A assistente virtual da Amazon é acionada com uma palavra chave — “Alexa”. (Foto: Reprodução)

O crime aconteceu em julho deste ano. Silvia Galva, de 32 anos, morreu no apartamento onde vivia com seu namorado, Adam Reechard Crespo, de 43 anos, após se ferir com uma lança no peito. Crespo alega que o ferimento foi acidental, mas a polícia o acusa de assassinato. Para a resolução do caso, investigadores conseguiram acesso a uma testemunha inusitada: a assistente virtual Alexa.

“Acredita-se que evidências do crime, gravações de áudio registrando o ataque à vítima Silvia Galva (…) talvez possam ser encontradas em servidores mantidos pela Amazon”, diz o mandado de busca apresentado pela polícia.

O pedido foi aceito pela Justiça e os investigadores já receberam as gravações do dia do crime, mas as informações ainda estão sendo analisadas. A assistente virtual da Amazon é acionada com uma palavra chave — “Alexa”, por padrão — e, após o acionamento, capta o áudio do ambiente e o envia a servidores remotos, para retornar com uma resposta. Pode ser que, durante a discussão do casal, a assistente tenha sido acionada.

“Nós recebemos as gravações e estamos no processo de análise das informações que nos foram enviadas”, afirmou o sargento Pedro Abut, porta-voz da polícia de Hallandale Beach, na Flórida, ao jornal local “Sun Sentinel“.

Ao jornal, o porta-voz da Amazon Leigh Nakanishi ressaltou que os alto-falantes Echo, equipados com a assistente virtual Alexa, gravam apenas pequenos trechos de áudios e não ficam espionando conversas privadas.
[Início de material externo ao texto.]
use std::collections::BTreeMap;

use async_trait::async_trait;
use chrono::Utc;
use parley_client::{
    api::{
        avatar_glyph, format_timestamp, Comment, CommentId, Error, NewComment, ThreadId, Uuid,
    },
    SyncClient,
};

mod router;
pub use router::{router, HttpError, SharedServer};

/// In-memory stand-in for the comment service.
///
/// Comments are returned as a flat list in creation order, replies carrying
/// their `parent_id`.
#[derive(Debug, Default)]
pub struct MockServer {
    threads: BTreeMap<ThreadId, Vec<Comment>>,
    offline: bool,
}

impl MockServer {
    pub fn new() -> MockServer {
        MockServer::default()
    }

    /// While offline, every call fails as if the service was unreachable
    pub fn set_offline(&mut self, offline: bool) {
        self.offline = offline;
    }

    /// Return the number of comments stored for `thread`, at all depths
    pub fn test_num_comments(&self, thread: &ThreadId) -> usize {
        self.threads.get(thread).map(|t| t.len()).unwrap_or(0)
    }

    fn check_online(&self) -> Result<(), Error> {
        match self.offline {
            true => Err(Error::Unknown(String::from("comment service is offline"))),
            false => Ok(()),
        }
    }

    pub fn fetch_comments(&self, thread: &ThreadId) -> Result<Vec<Comment>, Error> {
        self.check_online()?;
        Ok(self.threads.get(thread).cloned().unwrap_or_default())
    }

    pub fn create_comment(&mut self, c: NewComment) -> Result<Comment, Error> {
        self.check_online()?;
        c.validate()?;
        let thread = self.threads.entry(c.thread_id.clone()).or_default();
        if let Some(parent) = &c.parent_id {
            if !thread.iter().any(|existing| existing.id == *parent) {
                return Err(Error::ParentNotFound(parent.clone()));
            }
        }
        let comment = Comment {
            id: CommentId(Uuid::new_v4().to_string()),
            avatar: avatar_glyph(&c.author),
            author: c.author,
            content: c.content,
            timestamp: format_timestamp(&Utc::now()),
            likes: 0,
            replies: Vec::new(),
            thread_id: Some(c.thread_id),
            parent_id: c.parent_id,
        };
        thread.push(comment.clone());
        Ok(comment)
    }
}

#[async_trait]
impl SyncClient for MockServer {
    async fn fetch_comments(&mut self, thread: &ThreadId) -> anyhow::Result<Vec<Comment>> {
        Ok(MockServer::fetch_comments(self, thread)?)
    }

    async fn create_comment(&mut self, comment: &NewComment) -> anyhow::Result<Comment> {
        Ok(MockServer::create_comment(self, comment.clone())?)
    }
}

#[cfg(test)]
mod tests {
    use parley_client::{Error as StoreError, ThreadConfig, ThreadStore};

    use super::*;

    fn root(thread: &str, content: &str) -> NewComment {
        NewComment::root(ThreadId::new(thread), content.into(), "Ana".into())
    }

    #[test]
    fn replies_are_listed_flatly() {
        let mut server = MockServer::new();
        let r = server.create_comment(root("q1", "root")).unwrap();
        let a = server
            .create_comment(NewComment::reply(
                ThreadId::new("q1"),
                r.id.clone(),
                "reply".into(),
                "Bo".into(),
            ))
            .unwrap();
        server.create_comment(root("q2", "elsewhere")).unwrap();

        let fetched = server.fetch_comments(&ThreadId::new("q1")).unwrap();
        assert_eq!(fetched, vec![r.clone(), a.clone()]);
        assert_eq!(a.parent_id, Some(r.id));
        assert_eq!(a.avatar, "B");
        assert_eq!(server.test_num_comments(&ThreadId::new("q2")), 1);
    }

    #[test]
    fn parent_must_be_in_thread() {
        let mut server = MockServer::new();
        let r = server.create_comment(root("q1", "root")).unwrap();
        let res = server.create_comment(NewComment::reply(
            ThreadId::new("q2"),
            r.id.clone(),
            "lost".into(),
            "Bo".into(),
        ));
        assert_eq!(res, Err(Error::ParentNotFound(r.id)));
        assert_eq!(server.test_num_comments(&ThreadId::new("q2")), 0);
    }

    #[test]
    fn rejects_invalid_comments() {
        let mut server = MockServer::new();
        assert_eq!(server.create_comment(root("q1", " ")), Err(Error::EmptyContent));
        assert_eq!(server.test_num_comments(&ThreadId::new("q1")), 0);
    }

    #[tokio::test]
    async fn store_over_mock_server() {
        let t = ThreadId::new("q1");
        let mut store = ThreadStore::new(t.clone(), MockServer::new(), ThreadConfig::remote());
        let r = store.post_root("R", "Ana").await.unwrap();
        let a = store.post_reply(&r.id, "A", "Bo").await.unwrap();
        let b = store.post_reply(&a.id, "B", "Cy").await.unwrap();
        let before = store.snapshot();

        store.load(t.clone()).await.unwrap();
        assert_eq!(store.snapshot(), before);
        assert_eq!(store.get(&b.id).unwrap().depth, 2);

        store.sync_mut().set_offline(true);
        let err = store.load(t).await.unwrap_err();
        assert!(matches!(err, StoreError::Sync(_)), "{err:?}");
        assert_eq!(store.snapshot(), before);
    }
}
use crate::api::{self, CommentId};

#[derive(Debug, thiserror::Error)]
pub enum Error {
    #[error("invalid comment: {0}")]
    Validation(#[source] api::Error),

    #[error("root comment quota of {max} is exhausted")]
    QuotaExceeded { max: usize },

    #[error("comment {id} is at depth {depth}, replies are only allowed up to depth {max}")]
    DepthExceeded {
        id: CommentId,
        depth: usize,
        max: usize,
    },

    #[error("comment {0} not found in thread")]
    NotFound(CommentId),

    #[error("syncing with the comment service: {0:#}")]
    Sync(anyhow::Error),
}
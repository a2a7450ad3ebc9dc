use anyhow::{anyhow, Context};

use crate::{
    api::{self, CommentId, NewComment, ThreadId},
    tree::Tree,
    Comment, Error, QuotaTracker, SyncClient, ThreadConfig,
};

/// One session's view of a discussion thread.
///
/// Every mutation takes `&mut self`, so operations are applied one at a time
/// in the order they are issued. A mutation that fails leaves the tree exactly
/// as it was; dropping the future of an in-flight `load` or `post_*` has the
/// same effect.
pub struct ThreadStore<S> {
    thread_id: ThreadId,
    config: ThreadConfig,
    quota: QuotaTracker,
    tree: Tree,
    sync: S,
}

impl<S: SyncClient> ThreadStore<S> {
    pub fn new(thread_id: ThreadId, sync: S, config: ThreadConfig) -> ThreadStore<S> {
        ThreadStore {
            quota: QuotaTracker::new(config.max_root_comments),
            thread_id,
            config,
            tree: Tree::new(),
            sync,
        }
    }

    pub fn thread_id(&self) -> &ThreadId {
        &self.thread_id
    }

    pub fn config(&self) -> &ThreadConfig {
        &self.config
    }

    pub fn quota(&self) -> &QuotaTracker {
        &self.quota
    }

    pub fn remaining_quota(&self) -> usize {
        self.quota.remaining()
    }

    pub fn can_post_root(&self) -> bool {
        self.quota.may_post()
    }

    /// False for unknown comments and for comments already at the maximum depth
    pub fn can_reply(&self, id: &CommentId) -> bool {
        self.tree
            .get(id)
            .map(|c| c.depth < self.config.max_depth)
            .unwrap_or(false)
    }

    pub fn get(&self, id: &CommentId) -> Option<&Comment> {
        self.tree.get(id)
    }

    pub fn roots(&self) -> impl Iterator<Item = &Comment> {
        self.tree.roots()
    }

    pub fn replies(&self, id: &CommentId) -> impl Iterator<Item = &Comment> {
        self.tree.replies(id)
    }

    /// Number of comments in the thread, at all depths
    pub fn len(&self) -> usize {
        self.tree.len()
    }

    pub fn is_empty(&self) -> bool {
        self.tree.len() == 0
    }

    /// The whole thread as nested records, in display order
    pub fn snapshot(&self) -> Vec<api::Comment> {
        self.tree.to_records()
    }

    pub fn sync(&self) -> &S {
        &self.sync
    }

    pub fn sync_mut(&mut self) -> &mut S {
        &mut self.sync
    }

    pub fn into_sync(self) -> S {
        self.sync
    }

    /// Forgets the current tree and quota usage, switching to `thread_id`
    pub fn reset(&mut self, thread_id: ThreadId) {
        tracing::debug!(from = %self.thread_id, to = %thread_id, "resetting thread store");
        self.thread_id = thread_id;
        self.tree = Tree::new();
        self.quota.reset_to(0);
    }

    /// Replaces the tree with the service's view of `thread_id`.
    ///
    /// Loading another thread than the current one also resets the quota.
    pub async fn load(&mut self, thread_id: ThreadId) -> Result<(), Error> {
        tracing::debug!(thread = %thread_id, "loading thread");
        let records = self
            .sync
            .fetch_comments(&thread_id)
            .await
            .with_context(|| format!("fetching comments of thread {thread_id}"))
            .map_err(Error::Sync)?;
        let tree = Tree::hydrate(&thread_id, records, self.config.max_depth)
            .with_context(|| format!("rebuilding thread {thread_id}"))
            .map_err(|err| {
                tracing::warn!(?err, "service returned a malformed thread");
                Error::Sync(err)
            })?;

        if thread_id != self.thread_id {
            self.thread_id = thread_id;
            self.quota.reset_to(0);
        }
        if self.config.count_loaded_roots {
            self.quota.reset_to(tree.num_roots());
        }
        self.tree = tree;
        tracing::debug!(
            num_comments = self.tree.len(),
            num_roots = self.tree.num_roots(),
            "loaded thread"
        );
        Ok(())
    }

    pub async fn post_root(&mut self, content: &str, author: &str) -> Result<Comment, Error> {
        if !self.quota.may_post() {
            tracing::warn!(max = self.quota.max(), "rejecting root comment over quota");
            return Err(Error::QuotaExceeded {
                max: self.quota.max(),
            });
        }
        let req = NewComment::root(
            self.thread_id.clone(),
            String::from(content),
            String::from(author),
        );
        req.validate().map_err(Error::Validation)?;

        let created = self.create(&req).await?;
        // The service stored it, so it counts even if it cannot be displayed
        self.quota.increment();
        let comment = self
            .tree
            .append(&self.thread_id, None, created, self.config.max_depth)
            .context("adding created comment to the thread")
            .map_err(Error::Sync)?
            .clone();
        tracing::debug!(
            id = %comment.id,
            remaining = self.quota.remaining(),
            "posted root comment"
        );
        Ok(comment)
    }

    pub async fn post_reply(
        &mut self,
        parent_id: &CommentId,
        content: &str,
        author: &str,
    ) -> Result<Comment, Error> {
        let parent = self.tree.get(parent_id).ok_or_else(|| {
            tracing::warn!(%parent_id, "rejecting reply to unknown comment");
            Error::NotFound(parent_id.clone())
        })?;
        if parent.depth >= self.config.max_depth {
            tracing::warn!(%parent_id, depth = parent.depth, "rejecting reply over depth limit");
            return Err(Error::DepthExceeded {
                id: parent_id.clone(),
                depth: parent.depth,
                max: self.config.max_depth,
            });
        }
        let req = NewComment::reply(
            self.thread_id.clone(),
            parent_id.clone(),
            String::from(content),
            String::from(author),
        );
        req.validate().map_err(Error::Validation)?;

        let created = self.create(&req).await?;
        let comment = self
            .tree
            .append(
                &self.thread_id,
                Some(parent_id),
                created,
                self.config.max_depth,
            )
            .context("adding created reply to the thread")
            .map_err(Error::Sync)?
            .clone();
        tracing::debug!(id = %comment.id, %parent_id, depth = comment.depth, "posted reply");
        Ok(comment)
    }

    /// Adds one like to the comment, whatever its depth
    pub fn like(&mut self, id: &CommentId) -> Result<(), Error> {
        let comment = self.tree.get_mut(id).ok_or_else(|| {
            tracing::warn!(%id, "rejecting like of unknown comment");
            Error::NotFound(id.clone())
        })?;
        comment.likes = comment.likes.saturating_add(1);
        tracing::debug!(%id, likes = comment.likes, "liked comment");
        Ok(())
    }

    async fn create(&mut self, req: &NewComment) -> Result<api::Comment, Error> {
        let mut created = self
            .sync
            .create_comment(req)
            .await
            .context("creating comment")
            .map_err(Error::Sync)?;
        if let Some(thread) = &created.thread_id {
            if *thread != self.thread_id {
                return Err(Error::Sync(anyhow!(
                    "comment {} was created in thread {thread} instead of {}",
                    created.id,
                    self.thread_id,
                )));
            }
        }
        if created.parent_id.is_some() && created.parent_id != req.parent_id {
            tracing::warn!(
                id = %created.id,
                requested = ?req.parent_id,
                returned = ?created.parent_id,
                "service echoed another parent, keeping the requested one"
            );
            created.parent_id = req.parent_id.clone();
        }
        Ok(created)
    }
}
mod comment;
pub use comment::Comment;

mod config;
pub use config::ThreadConfig;

mod error;
pub use error::Error;

mod remote;
pub use remote::HttpSync;

mod local;
pub use local::LocalSync;

mod quota;
pub use quota::QuotaTracker;

mod store;
pub use store::ThreadStore;

mod sync;
pub use sync::SyncClient;

mod tree;

pub mod api {
    pub use parley_api::*;
}
use async_trait::async_trait;

use crate::api::{Comment, NewComment, ThreadId};

/// Access to the service persisting comments.
///
/// Implementations do not retry: a failed call is reported as is.
#[async_trait]
pub trait SyncClient {
    /// Root comments of `thread` in display order, with their replies either
    /// nested or listed flatly
    async fn fetch_comments(&mut self, thread: &ThreadId) -> anyhow::Result<Vec<Comment>>;

    /// Persists `comment`, returning the authoritative record
    async fn create_comment(&mut self, comment: &NewComment) -> anyhow::Result<Comment>;
}
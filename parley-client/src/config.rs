/// Limits applied by a `ThreadStore`
#[derive(Clone, Debug, Eq, PartialEq, serde::Deserialize, serde::Serialize)]
#[serde(default)]
pub struct ThreadConfig {
    /// Deepest allowed reply nesting, roots being at depth 0
    pub max_depth: usize,

    /// Number of root comments a session may post in one thread
    pub max_root_comments: usize,

    /// If true, root comments already present when loading count against the
    /// session's quota
    pub count_loaded_roots: bool,
}

impl ThreadConfig {
    /// Limits used when backed by the comment service
    pub fn remote() -> ThreadConfig {
        ThreadConfig {
            max_depth: 2,
            max_root_comments: 3,
            count_loaded_roots: false,
        }
    }

    /// Limits used when running fully offline
    pub fn local() -> ThreadConfig {
        ThreadConfig {
            max_root_comments: 5,
            ..ThreadConfig::remote()
        }
    }
}

impl Default for ThreadConfig {
    fn default() -> ThreadConfig {
        ThreadConfig::remote()
    }
}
“Por padrão, os dispositivos Echo são desenvolvidos para detectar apenas a palavra de acionamento escolhida”, explicou. “Alexa” é a palavra padrão que aciona o dispositivo, apesar de os consumidores poderem mudá-la para “Amazon“, “computador” ou “Echo”.

De acordo com os relatos de Crespo, na noite do crime ele discutiu com a namorada e estava tentando puxá-la para fora da cama. Para se segurar, Silvia agarrou uma lança que tinha uma lâmina de 30 centímetros. Sem olhar, Crespo continuou puxando até ouvir um estalo. Quando se virou, viu a lança no peito da namorada. Tentando socorrê-la, removeu a lança e chamou por socorro.

Galva foi levada para o hospital, onde os médicos determinaram que a mulher havia morrido por causa de um ferimento provocado pela lança, que perfurou o externo, e provocou um furo nas costas.

Para a polícia, as ações de Crespo fizeram com que Galva agarrasse a lança para se segurar na cama. E foi a força aplicada por Crespo que fez com que o cabo da lança se quebrasse e, de “forma desconhecida”, a lâmina provocasse o ferimento fatal na vítima. Por isso, Crespo foi indiciado por homicídio. Após pagar fiança de US$ 65 mil, Crespo aguarda pelo julgamento em liberdade.